Under a law dating from 2000, discrimination in the workplace on grounds of sexual orientation is prohibited. Yet because the measure is restricted to employment and training, homosexuals are denied its protection once their working day is over. As a result, a doctor could refuse to treat a gay patient, or a landlord could refuse to let his apartment to a same-sex couple.
To plug this legislative gap, the European Commission came forward with a new proposal in July this year that would make it an offence to discriminate against gay people in access to healthcare, education, social protection, housing and the provision of goods and services. Discrimination on the grounds of age, disability, religion and belief are also covered by the proposal, which is modelled on EU-wide laws that have already been introduced against racial prejudice.

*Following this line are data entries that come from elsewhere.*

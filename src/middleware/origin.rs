use axum::{
    extract::State,
    http::{header, HeaderMap, StatusCode},
    middleware::Next,
    response::Response,
};
use tracing::warn;

use crate::AppState;

/// Browser requests from an origin outside the allowlist get a hard 403
/// instead of relying on the missing CORS header alone; requests without an
/// Origin header (server-to-server gateway callbacks, curl) pass through.
pub async fn origin_allowlist_middleware(
    State(state): State<AppState>,
    headers: HeaderMap,
    request: axum::http::Request<axum::body::Body>,
    next: Next,
) -> Result<Response, StatusCode> {
    if let Some(origin) = headers.get(header::ORIGIN) {
        let allowed = origin
            .to_str()
            .map(|o| origin_allowed(o, &state.config.allowed_origins))
            .unwrap_or(false);
        if !allowed {
            warn!("Rejected request from disallowed origin {:?}", origin);
            return Err(StatusCode::FORBIDDEN);
        }
    }

    Ok(next.run(request).await)
}

fn origin_allowed(origin: &str, allowed_origins: &[String]) -> bool {
    allowed_origins.iter().any(|allowed| allowed == origin)
}

#[cfg(test)]
mod tests {
    use super::*;

    fn allowlist() -> Vec<String> {
        vec![
            "https://kazipesa.co.tz".to_string(),
            "https://www.kazipesa.co.tz".to_string(),
        ]
    }

    #[test]
    fn listed_origin_is_allowed() {
        assert!(origin_allowed("https://kazipesa.co.tz", &allowlist()));
        assert!(origin_allowed("https://www.kazipesa.co.tz", &allowlist()));
    }

    #[test]
    fn unlisted_origin_is_refused() {
        assert!(!origin_allowed("https://evil.example", &allowlist()));
        // Scheme and subdomain must match exactly.
        assert!(!origin_allowed("http://kazipesa.co.tz", &allowlist()));
        assert!(!origin_allowed("https://api.kazipesa.co.tz", &allowlist()));
        assert!(!origin_allowed("", &allowlist()));
    }
}
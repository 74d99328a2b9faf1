use std::time::Duration;

use tracing::{error, info};
use uuid::Uuid;

use crate::handlers::assignments::approve_in_tx;
use crate::AppState;

const SWEEP_INTERVAL: Duration = Duration::from_secs(60);

/// Reviewer identity stamped on deadline-triggered approvals.
const AUTO_REVIEWER: &str = "auto";

/// Spawns the auto-approval sweep. Each tick picks up completed assignments
/// whose deadline has passed and applies the same approve transition as the
/// manual path; the conditional update inside `approve_in_tx` re-checks the
/// status, so an assignment rejected between the snapshot and the approval
/// is left alone.
pub fn spawn(state: AppState) {
    tokio::spawn(async move {
        let mut ticker = tokio::time::interval(SWEEP_INTERVAL);
        ticker.set_missed_tick_behavior(tokio::time::MissedTickBehavior::Delay);
        loop {
            ticker.tick().await;
            if let Err(e) = run_once(&state).await {
                error!("Auto-approval sweep failed: {}", e);
            }
        }
    });
}

async fn run_once(state: &AppState) -> crate::errors::Result<()> {
    let due: Vec<(Uuid,)> = sqlx::query_as(
        r#"
        SELECT id FROM assignments
        WHERE status = 'completed' AND auto_approve_at <= NOW()
        ORDER BY auto_approve_at
        LIMIT 100
        "#,
    )
    .fetch_all(&state.db)
    .await?;

    if due.is_empty() {
        return Ok(());
    }

    let mut approved = 0usize;
    for (assignment_id,) in due {
        match approve_in_tx(&state.db, assignment_id, AUTO_REVIEWER).await? {
            Some(outcome) => {
                approved += 1;
                if let Some(email) = outcome.user_email {
                    state
                        .mailer
                        .send_award_notification(
                            &email,
                            &outcome.user_name,
                            &outcome.task_title,
                            outcome.reward,
                        )
                        .await;
                }
            }
            // Lost the race to a manual reviewer; nothing to do.
            None => {}
        }
    }

    info!("Auto-approval sweep approved {} assignments", approved);
    Ok(())
}
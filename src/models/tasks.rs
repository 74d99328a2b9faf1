use chrono::{DateTime, Utc};
use rust_decimal::Decimal;
use serde::{Deserialize, Serialize};
use sqlx::FromRow;
use uuid::Uuid;
use validator::Validate;

/// A catalogue entry. Immutable once published except for the open/closed
/// flag, which only an administrator flips.
#[derive(Debug, Clone, Serialize, Deserialize, FromRow)]
pub struct Task {
    pub id: Uuid,
    pub title: String,
    pub category: String,
    pub reward: Decimal,
    pub duration_minutes: i32,
    pub difficulty: String,
    pub is_active: bool,
    pub created_at: DateTime<Utc>,
}

#[derive(Debug, Clone, Copy, PartialEq, Eq, Serialize, Deserialize, sqlx::Type)]
#[serde(rename_all = "kebab-case")]
#[sqlx(type_name = "TEXT", rename_all = "kebab-case")]
pub enum QuestionType {
    Text,
    SingleChoice,
    File,
}

#[derive(Debug, Clone, Serialize, Deserialize, FromRow)]
pub struct Question {
    pub id: Uuid,
    pub task_id: Uuid,
    pub position: i32,
    pub question_type: QuestionType,
    pub prompt: String,
    pub choices: Option<Vec<String>>,
    pub required: bool,
    pub accepted_formats: Option<Vec<String>>,
}

#[derive(Debug, Serialize)]
pub struct TaskWithQuestions {
    #[serde(flatten)]
    pub task: Task,
    pub questions: Vec<Question>,
}

#[derive(Debug, Deserialize, Validate)]
pub struct CreateTaskRequest {
    #[validate(length(min = 1, max = 200))]
    pub title: String,
    #[validate(length(min = 1, max = 100))]
    pub category: String,
    pub reward: Decimal,
    #[validate(range(min = 1, max = 480))]
    pub duration_minutes: i32,
    #[validate(length(min = 1, max = 50))]
    pub difficulty: String,
    #[validate(length(min = 1))]
    pub questions: Vec<CreateQuestionRequest>,
}

#[derive(Debug, Serialize, Deserialize)]
pub struct CreateQuestionRequest {
    pub question_type: QuestionType,
    pub prompt: String,
    pub choices: Option<Vec<String>>,
    #[serde(default = "default_required")]
    pub required: bool,
    pub accepted_formats: Option<Vec<String>>,
}

fn default_required() -> bool {
    true
}

/// Catalogue listing filters. Category and price band are independent;
/// `cursor` is the id of the last task seen on the previous page.
#[derive(Debug, Deserialize)]
pub struct CatalogueQuery {
    pub category: Option<String>,
    pub min_reward: Option<Decimal>,
    pub max_reward: Option<Decimal>,
    pub cursor: Option<Uuid>,
}
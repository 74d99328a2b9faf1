use axum::{
    http::StatusCode,
    response::{IntoResponse, Response},
    Json,
};
use serde_json::json;

use crate::gateway::GatewayError;

#[derive(Debug, thiserror::Error)]
pub enum AppError {
    #[error("Database error: {0}")]
    Database(#[from] sqlx::Error),

    #[error("{0}")]
    Validation(String),

    #[error("{0}")]
    StateConflict(String),

    #[error("{0}")]
    NotFound(String),

    #[error("Insufficient balance")]
    InsufficientBalance,

    #[error("Gateway error: {0}")]
    Gateway(#[from] GatewayError),
}

impl AppError {
    pub fn validation(msg: impl Into<String>) -> Self {
        AppError::Validation(msg.into())
    }

    pub fn conflict(msg: impl Into<String>) -> Self {
        AppError::StateConflict(msg.into())
    }

    pub fn not_found(msg: impl Into<String>) -> Self {
        AppError::NotFound(msg.into())
    }
}

impl IntoResponse for AppError {
    fn into_response(self) -> Response {
        let (status, message) = match &self {
            AppError::Database(err) => {
                tracing::error!("Database error: {:?}", err);
                (
                    StatusCode::INTERNAL_SERVER_ERROR,
                    "Internal server error".to_string(),
                )
            }
            AppError::Validation(msg) => (StatusCode::BAD_REQUEST, msg.clone()),
            AppError::StateConflict(msg) => (StatusCode::CONFLICT, msg.clone()),
            AppError::NotFound(msg) => (StatusCode::NOT_FOUND, msg.clone()),
            AppError::InsufficientBalance => {
                (StatusCode::BAD_REQUEST, "Insufficient balance".to_string())
            }
            AppError::Gateway(err) => {
                tracing::error!("Gateway error: {}", err);
                (err.status_code(), err.public_message())
            }
        };

        let body = Json(json!({
            "error": true,
            "message": message,
            "status": status.as_u16()
        }));

        (status, body).into_response()
    }
}

pub type Result<T> = std::result::Result<T, AppError>;

#[cfg(test)]
mod tests {
    use super::*;

    #[test]
    fn error_classes_map_to_conventional_status_codes() {
        assert_eq!(
            AppError::validation("bad phone").into_response().status(),
            StatusCode::BAD_REQUEST
        );
        assert_eq!(
            AppError::conflict("wrong state").into_response().status(),
            StatusCode::CONFLICT
        );
        assert_eq!(
            AppError::not_found("no such task").into_response().status(),
            StatusCode::NOT_FOUND
        );
        assert_eq!(
            AppError::InsufficientBalance.into_response().status(),
            StatusCode::BAD_REQUEST
        );
        assert_eq!(
            AppError::Gateway(GatewayError::Timeout).into_response().status(),
            StatusCode::BAD_GATEWAY
        );
    }
}
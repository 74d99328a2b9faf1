mod admin;
mod origin;

pub use admin::admin_auth_middleware;
pub use origin::origin_allowlist_middleware;
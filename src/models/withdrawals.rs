use chrono::{DateTime, Utc};
use rust_decimal::Decimal;
use serde::{Deserialize, Serialize};
use sqlx::types::Json;
use sqlx::FromRow;
use uuid::Uuid;
use validator::Validate;

#[derive(Debug, Clone, Copy, PartialEq, Eq, Serialize, Deserialize, sqlx::Type)]
#[serde(rename_all = "kebab-case")]
#[sqlx(type_name = "TEXT", rename_all = "kebab-case")]
pub enum WithdrawalRail {
    MobileMoney,
    Paypal,
    Bank,
}

#[derive(Debug, Clone, Copy, PartialEq, Eq, Serialize, Deserialize, sqlx::Type)]
#[serde(rename_all = "lowercase")]
#[sqlx(type_name = "TEXT", rename_all = "lowercase")]
pub enum WithdrawalStatus {
    Pending,
    Completed,
    Failed,
}

/// Rail-specific payout destination. Which fields are required depends on
/// the rail; see `domain::validate_destination`.
#[derive(Debug, Clone, Default, Serialize, Deserialize, PartialEq)]
pub struct WithdrawalDestination {
    #[serde(skip_serializing_if = "Option::is_none")]
    pub phone: Option<String>,
    #[serde(skip_serializing_if = "Option::is_none")]
    pub email: Option<String>,
    #[serde(skip_serializing_if = "Option::is_none")]
    pub bank_name: Option<String>,
    #[serde(skip_serializing_if = "Option::is_none")]
    pub account_name: Option<String>,
    #[serde(skip_serializing_if = "Option::is_none")]
    pub account_number: Option<String>,
}

/// A payout request. Immutable once created except for the status, which an
/// external reconciliation process moves to completed or failed.
#[derive(Debug, Clone, Serialize, Deserialize, FromRow)]
pub struct Withdrawal {
    pub id: Uuid,
    pub user_id: Uuid,
    pub amount: Decimal,
    pub rail: WithdrawalRail,
    pub destination: Json<WithdrawalDestination>,
    pub status: WithdrawalStatus,
    pub idempotency_key: String,
    pub requested_at: DateTime<Utc>,
}

#[derive(Debug, Deserialize, Validate)]
pub struct WithdrawRequest {
    pub user_id: Uuid,
    pub amount: Decimal,
    pub rail: WithdrawalRail,
    pub destination: WithdrawalDestination,
    /// Caller-supplied key so a double-click or retried request replays the
    /// original withdrawal instead of creating a second one.
    #[validate(length(min = 8, max = 128))]
    pub idempotency_key: String,
}

#[derive(Debug, Deserialize)]
pub struct WithdrawalListQuery {
    pub user_id: Uuid,
}
// Re-export all model types from submodules
mod assignments;
mod payments;
mod sessions;
mod tasks;
mod users;
mod withdrawals;

pub use assignments::*;
pub use payments::*;
pub use sessions::*;
pub use tasks::*;
pub use users::*;
pub use withdrawals::*;
pub mod assignments;
pub mod payments;
pub mod sessions;
pub mod tasks;
pub mod users;
pub mod withdrawals;
use axum::{
    extract::{Path, Query, State},
    response::Json,
    routing::{delete, get, post},
    Router,
};
use serde_json::{json, Value};
use sqlx::{Postgres, QueryBuilder};
use uuid::Uuid;
use validator::Validate;

use crate::domain::CATALOGUE_PAGE_SIZE;
use crate::errors::AppError;
use crate::models::{CatalogueQuery, CreateTaskRequest, Question, QuestionType, Task, TaskWithQuestions};
use crate::AppState;

pub fn router() -> Router<AppState> {
    Router::new()
        .route("/", get(list_tasks))
        .route("/:id", get(get_task))
}

/// Administrator-only catalogue operations; mounted behind the admin guard.
pub fn admin_router() -> Router<AppState> {
    Router::new()
        .route("/", post(create_task))
        .route("/:id", delete(delete_task))
        .route("/:id/close", post(close_task))
        .route("/:id/reopen", post(reopen_task))
}

/// Open tasks, filterable by category and price band, keyset-paginated by
/// the last-seen task id.
async fn list_tasks(
    State(state): State<AppState>,
    Query(params): Query<CatalogueQuery>,
) -> Result<Json<Value>, AppError> {
    let mut builder: QueryBuilder<Postgres> = QueryBuilder::new(
        "SELECT id, title, category, reward, duration_minutes, difficulty, is_active, created_at \
         FROM tasks WHERE is_active = TRUE",
    );

    if let Some(category) = &params.category {
        builder.push(" AND category = ");
        builder.push_bind(category);
    }
    if let Some(min_reward) = params.min_reward {
        builder.push(" AND reward >= ");
        builder.push_bind(min_reward);
    }
    if let Some(max_reward) = params.max_reward {
        builder.push(" AND reward <= ");
        builder.push_bind(max_reward);
    }

    if let Some(cursor) = params.cursor {
        let anchor: Option<Task> = sqlx::query_as("SELECT * FROM tasks WHERE id = $1")
            .bind(cursor)
            .fetch_optional(&state.db)
            .await?;
        let anchor = anchor
            .ok_or_else(|| AppError::validation("Unknown pagination cursor"))?;
        builder.push(" AND (created_at, id) < (");
        builder.push_bind(anchor.created_at);
        builder.push(", ");
        builder.push_bind(anchor.id);
        builder.push(")");
    }

    builder.push(" ORDER BY created_at DESC, id DESC LIMIT ");
    builder.push_bind(CATALOGUE_PAGE_SIZE);

    let tasks: Vec<Task> = builder.build_query_as().fetch_all(&state.db).await?;

    let next_cursor = if tasks.len() as i64 == CATALOGUE_PAGE_SIZE {
        tasks.last().map(|t| t.id)
    } else {
        None
    };

    Ok(Json(json!({
        "error": false,
        "tasks": tasks,
        "next_cursor": next_cursor
    })))
}

async fn get_task(
    State(state): State<AppState>,
    Path(id): Path<Uuid>,
) -> Result<Json<Value>, AppError> {
    let task: Task = sqlx::query_as("SELECT * FROM tasks WHERE id = $1")
        .bind(id)
        .fetch_optional(&state.db)
        .await?
        .ok_or_else(|| AppError::not_found("Task not found"))?;

    let questions: Vec<Question> =
        sqlx::query_as("SELECT * FROM questions WHERE task_id = $1 ORDER BY position")
            .bind(id)
            .fetch_all(&state.db)
            .await?;

    Ok(Json(json!({
        "error": false,
        "task": TaskWithQuestions { task, questions }
    })))
}

async fn create_task(
    State(state): State<AppState>,
    Json(payload): Json<CreateTaskRequest>,
) -> Result<Json<Value>, AppError> {
    payload
        .validate()
        .map_err(|e| AppError::validation(format!("Validation error: {}", e)))?;

    if payload.reward <= rust_decimal::Decimal::ZERO {
        return Err(AppError::validation("Task reward must be positive"));
    }

    for (idx, question) in payload.questions.iter().enumerate() {
        if question.prompt.trim().is_empty() {
            return Err(AppError::validation(format!(
                "Question {} has an empty prompt",
                idx + 1
            )));
        }
        if question.question_type == QuestionType::SingleChoice
            && question.choices.as_ref().map_or(true, |c| c.is_empty())
        {
            return Err(AppError::validation(format!(
                "Question {} is single-choice but has no choices",
                idx + 1
            )));
        }
    }

    let mut tx = state.db.begin().await?;

    let task: Task = sqlx::query_as(
        r#"
        INSERT INTO tasks (title, category, reward, duration_minutes, difficulty)
        VALUES ($1, $2, $3, $4, $5)
        RETURNING id, title, category, reward, duration_minutes, difficulty, is_active, created_at
        "#,
    )
    .bind(&payload.title)
    .bind(&payload.category)
    .bind(payload.reward)
    .bind(payload.duration_minutes)
    .bind(&payload.difficulty)
    .fetch_one(&mut *tx)
    .await?;

    let mut questions = Vec::with_capacity(payload.questions.len());
    for (position, question) in payload.questions.iter().enumerate() {
        let inserted: Question = sqlx::query_as(
            r#"
            INSERT INTO questions (task_id, position, question_type, prompt, choices, required, accepted_formats)
            VALUES ($1, $2, $3, $4, $5, $6, $7)
            RETURNING id, task_id, position, question_type, prompt, choices, required, accepted_formats
            "#,
        )
        .bind(task.id)
        .bind(position as i32)
        .bind(question.question_type)
        .bind(&question.prompt)
        .bind(&question.choices)
        .bind(question.required)
        .bind(&question.accepted_formats)
        .fetch_one(&mut *tx)
        .await?;
        questions.push(inserted);
    }

    tx.commit().await?;

    tracing::info!("Created task {} ({})", task.id, task.title);

    Ok(Json(json!({
        "error": false,
        "task": TaskWithQuestions { task, questions }
    })))
}

/// Deleting is blocked while any assignment references the task; closed
/// tasks with history stay in the catalogue as an audit trail.
async fn delete_task(
    State(state): State<AppState>,
    Path(id): Path<Uuid>,
) -> Result<Json<Value>, AppError> {
    let referenced: bool =
        sqlx::query_scalar("SELECT EXISTS (SELECT 1 FROM assignments WHERE task_id = $1)")
            .bind(id)
            .fetch_one(&state.db)
            .await?;

    if referenced {
        return Err(AppError::conflict(
            "Task has submissions and cannot be deleted; close it instead",
        ));
    }

    let deleted = sqlx::query("DELETE FROM tasks WHERE id = $1")
        .bind(id)
        .execute(&state.db)
        .await?;

    if deleted.rows_affected() == 0 {
        return Err(AppError::not_found("Task not found"));
    }

    Ok(Json(json!({ "error": false, "deleted": true })))
}

async fn close_task(
    State(state): State<AppState>,
    Path(id): Path<Uuid>,
) -> Result<Json<Value>, AppError> {
    set_task_active(&state, id, false).await
}

async fn reopen_task(
    State(state): State<AppState>,
    Path(id): Path<Uuid>,
) -> Result<Json<Value>, AppError> {
    set_task_active(&state, id, true).await
}

async fn set_task_active(state: &AppState, id: Uuid, is_active: bool) -> Result<Json<Value>, AppError> {
    let updated = sqlx::query("UPDATE tasks SET is_active = $1 WHERE id = $2")
        .bind(is_active)
        .bind(id)
        .execute(&state.db)
        .await?;

    if updated.rows_affected() == 0 {
        return Err(AppError::not_found("Task not found"));
    }

    Ok(Json(json!({ "error": false, "is_active": is_active })))
}
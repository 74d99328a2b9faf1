use axum::{
    extract::State,
    http::{HeaderMap, StatusCode},
    middleware::Next,
    response::Response,
};
use tracing::warn;

use crate::AppState;

const ADMIN_TOKEN_HEADER: &str = "X-Admin-Token";

/// Guards the review dashboard and catalogue-admin routes. The token is a
/// shared secret from config; full operator auth is out of scope.
pub async fn admin_auth_middleware(
    State(state): State<AppState>,
    headers: HeaderMap,
    request: axum::http::Request<axum::body::Body>,
    next: Next,
) -> Result<Response, StatusCode> {
    let provided = match headers.get(ADMIN_TOKEN_HEADER) {
        Some(value) => match value.to_str() {
            Ok(token) => token,
            Err(_) => {
                warn!("Malformed {} header", ADMIN_TOKEN_HEADER);
                return Err(StatusCode::BAD_REQUEST);
            }
        },
        None => {
            warn!("Missing {} header on admin route", ADMIN_TOKEN_HEADER);
            return Err(StatusCode::FORBIDDEN);
        }
    };

    if provided != state.config.admin_token {
        warn!("Rejected admin request with invalid token");
        return Err(StatusCode::FORBIDDEN);
    }

    Ok(next.run(request).await)
}
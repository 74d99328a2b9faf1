use std::time::Duration;

use anyhow::Context;
use url::Url;

/// Runtime configuration, read from the environment exactly once at startup
/// and passed into components by injection. Business logic never touches
/// `std::env` directly.
#[derive(Debug, Clone)]
pub struct Config {
    pub host: String,
    pub port: u16,
    pub database_url: String,
    pub allowed_origins: Vec<String>,
    pub admin_token: String,
    pub daily_task_limit: i64,
    pub gateway_timeout: Duration,
    pub lipwa: LipwaConfig,
    pub palmpesa: PalmPesaConfig,
    pub mail: MailConfig,
}

/// Gateway A: STK-push style collection API.
#[derive(Debug, Clone)]
pub struct LipwaConfig {
    pub base_url: Url,
    pub api_key: String,
    pub channel_id: String,
    pub callback_url: String,
}

/// Gateway B: PalmPesa mobile collection API.
#[derive(Debug, Clone)]
pub struct PalmPesaConfig {
    pub base_url: Url,
    pub api_token: String,
}

#[derive(Debug, Clone)]
pub struct MailConfig {
    pub api_url: Url,
    pub access_token: String,
    pub from_address: String,
    pub enabled: bool,
}

impl Config {
    pub fn from_env() -> anyhow::Result<Self> {
        let database_url = std::env::var("DATABASE_URL").context("DATABASE_URL must be set")?;

        let host = std::env::var("HOST").unwrap_or_else(|_| "127.0.0.1".to_string());
        let port = std::env::var("PORT")
            .unwrap_or_else(|_| "3001".to_string())
            .parse::<u16>()
            .context("PORT must be a valid number")?;

        let allowed_origins = std::env::var("ALLOWED_ORIGINS")
            .unwrap_or_else(|_| "https://kazipesa.co.tz,https://www.kazipesa.co.tz".to_string())
            .split(',')
            .map(|origin| origin.trim().to_string())
            .filter(|origin| !origin.is_empty())
            .collect();

        let admin_token = std::env::var("ADMIN_TOKEN").context("ADMIN_TOKEN must be set")?;

        let daily_task_limit = std::env::var("DAILY_TASK_LIMIT")
            .unwrap_or_else(|_| "20".to_string())
            .parse::<i64>()
            .context("DAILY_TASK_LIMIT must be a valid number")?;

        let gateway_timeout_secs = std::env::var("GATEWAY_TIMEOUT_SECS")
            .unwrap_or_else(|_| "15".to_string())
            .parse::<u64>()
            .context("GATEWAY_TIMEOUT_SECS must be a valid number")?;

        let lipwa = LipwaConfig {
            base_url: env_url("LIPWA_BASE_URL", "https://payment.lipwa.io/api/v1/")?,
            api_key: std::env::var("LIPWA_API_KEY").unwrap_or_default(),
            channel_id: std::env::var("LIPWA_CHANNEL_ID").unwrap_or_default(),
            callback_url: std::env::var("LIPWA_CALLBACK_URL")
                .unwrap_or_else(|_| "https://api.kazipesa.co.tz/api/payments/lipwa/callback".to_string()),
        };

        let palmpesa = PalmPesaConfig {
            base_url: env_url("PALMPESA_BASE_URL", "https://palmpesa.co.tz/api/v1/")?,
            api_token: std::env::var("PALMPESA_API_TOKEN").unwrap_or_default(),
        };

        let mail = MailConfig {
            api_url: env_url("MAIL_API_URL", "https://mailer.kazipesa.co.tz/v1/send")?,
            access_token: std::env::var("MAIL_ACCESS_TOKEN").unwrap_or_default(),
            from_address: std::env::var("MAIL_FROM")
                .unwrap_or_else(|_| "notifications@kazipesa.co.tz".to_string()),
            enabled: std::env::var("MAIL_ENABLED").unwrap_or_default() == "true",
        };

        Ok(Config {
            host,
            port,
            database_url,
            allowed_origins,
            admin_token,
            daily_task_limit,
            gateway_timeout: Duration::from_secs(gateway_timeout_secs),
            lipwa,
            palmpesa,
            mail,
        })
    }
}

fn env_url(key: &str, default: &str) -> anyhow::Result<Url> {
    let raw = std::env::var(key).unwrap_or_else(|_| default.to_string());
    Url::parse(&raw).with_context(|| format!("{} is not a valid URL", key))
}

The blueprint has had a problematic birth. Senior figures from the European Commission, the executive arm of the EU, are known to have been reluctant to introduce the proposal, with some arguing that only discrimination against people with disabilities should be covered by it. Their rationale was that a more comprehensive measure would be unlikely to win approval from the EU’s governments.
This prediction appears to have at least partly materialised. Greece and Malta are seeking to have the measure watered down, according to EU officials, by seeking that the clauses on discrimination in education are removed.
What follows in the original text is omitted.